Use “Record Only” mode on the Garmin 970 as a breadcrumb trail on unfamiliar routes

If you're heading out on a trail route you don't know well, you might be tempted to rely on full navigation mode, which burns through battery fast with the constant GPS recalculation. Instead, use Record Only mode to lay down a "breadcrumb trail" of where you've been. If you get turned around, you can retrace your own path back without needing turn-by-turn guidance the whole way. It's a lighter-touch safety net that doesn't cost you nearly as much battery.

And when it comes to battery, think about protecting it from degradation the same way you protect your muscles during training. Full charge cycles accelerate battery degradation. So, during normal training blocks, cap your charges around 80% instead of topping off to 100% every time.

On top of that, if you're not racing or doing a hard session, turn off Always-On GPS for easy runs, and save the higher-precision tracking for workouts and races where accuracy actually matters. Your watch will hold its battery health longer, and you won't be scrambling to charge it the morning of a big effort.

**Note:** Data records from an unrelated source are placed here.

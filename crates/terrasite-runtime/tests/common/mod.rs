#![allow(dead_code)]

use std::cell::{Cell, RefCell};
use std::collections::HashMap;
use std::rc::Rc;
use std::time::Duration;

use chrono::{DateTime, Utc};
use terrasite_backend::{Host, HostClock, KeyValueStore, StoreResult, UiPresenter};
use terrasite_core::event::NodeId;
use terrasite_core::layout::{NavLinkRecord, SectionRecord};
use terrasite_runtime::page::PageLayout;
use terrasite_widgets::ui_state::UiPatch;

#[derive(Clone, Default)]
pub struct StepClock(Rc<Cell<Duration>>);

impl StepClock {
    pub fn set_ms(&self, ms: u64) {
        self.0.set(Duration::from_millis(ms));
    }
}

impl HostClock for StepClock {
    fn now_mono(&self) -> Duration {
        self.0.get()
    }

    fn now_utc(&self) -> DateTime<Utc> {
        DateTime::from_timestamp_millis(1_760_868_000_000 + self.0.get().as_millis() as i64)
            .unwrap()
    }
}

#[derive(Clone, Default)]
pub struct SharedStore(pub Rc<RefCell<HashMap<String, String>>>);

impl KeyValueStore for SharedStore {
    fn get(&self, key: &str) -> StoreResult<Option<String>> {
        Ok(self.0.borrow().get(key).cloned())
    }

    fn set(&mut self, key: &str, value: &str) -> StoreResult<()> {
        self.0.borrow_mut().insert(key.to_owned(), value.to_owned());
        Ok(())
    }
}

#[derive(Default)]
pub struct Patches(pub Vec<UiPatch>);

impl UiPresenter for Patches {
    type Error = std::convert::Infallible;

    fn present(&mut self, patch: &UiPatch) -> Result<(), Self::Error> {
        self.0.push(patch.clone());
        Ok(())
    }
}

#[derive(Default)]
pub struct FakeHost {
    pub clock: StepClock,
    pub store: SharedStore,
    pub patches: Patches,
}

impl Host for FakeHost {
    type Error = std::convert::Infallible;
    type Clock = StepClock;
    type Store = SharedStore;
    type Presenter = Patches;

    fn clock(&self) -> &StepClock {
        &self.clock
    }

    fn store(&mut self) -> &mut SharedStore {
        &mut self.store
    }

    fn presenter(&mut self) -> &mut Patches {
        &mut self.patches
    }
}

pub const TOGGLE: NodeId = NodeId(1);
pub const MENU: NodeId = NodeId(2);
pub const HOME: NodeId = NodeId(10);
pub const SERVICES: NodeId = NodeId(11);
pub const CONTACT: NodeId = NodeId(12);
pub const FORM: NodeId = NodeId(30);
pub const TOGGLE_ICON: NodeId = NodeId(5);

/// Home page: hero, services, contact.
pub fn home_layout() -> PageLayout {
    PageLayout {
        header: true,
        menu_toggle: Some(TOGGLE),
        nav_menu: Some(MENU),
        back_to_top: Some(NodeId(3)),
        hero_background: Some(NodeId(4)),
        nav_links: vec![
            NavLinkRecord::new(HOME, "index.html"),
            NavLinkRecord::new(SERVICES, "#services"),
            NavLinkRecord::new(CONTACT, "#contact"),
        ],
        sections: vec![
            SectionRecord::new("hero", 0.0, 900.0),
            SectionRecord::new("services", 900.0, 600.0),
            SectionRecord::new("contact", 1500.0, 400.0),
        ],
        anchor_targets: vec![SectionRecord::new("newsletter", 1700.0, 0.0)],
        animated: vec![NodeId(20), NodeId(21)],
        newsletter_forms: vec![FORM],
    }
}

Build a negative-split workout into your Garmin 970 to control your pace

If you have a goal race on the calendar, don't leave your pacing strategy to feel. Luckily, the beauty of your 970 is that it's a true training partner—one that gives you the power to control your plan. I recommend building a custom workout in advance with your actual planned splits programmed in (perhaps the first half at your target pace, and the second half a few seconds faster per mile). Send this workout to your watch, and it'll cue you at each transition automatically. It's a simple hack, but it's one of the most effective ways to stop yourself from doing what almost every runner does on race day: going out too hot and paying for it in the final miles.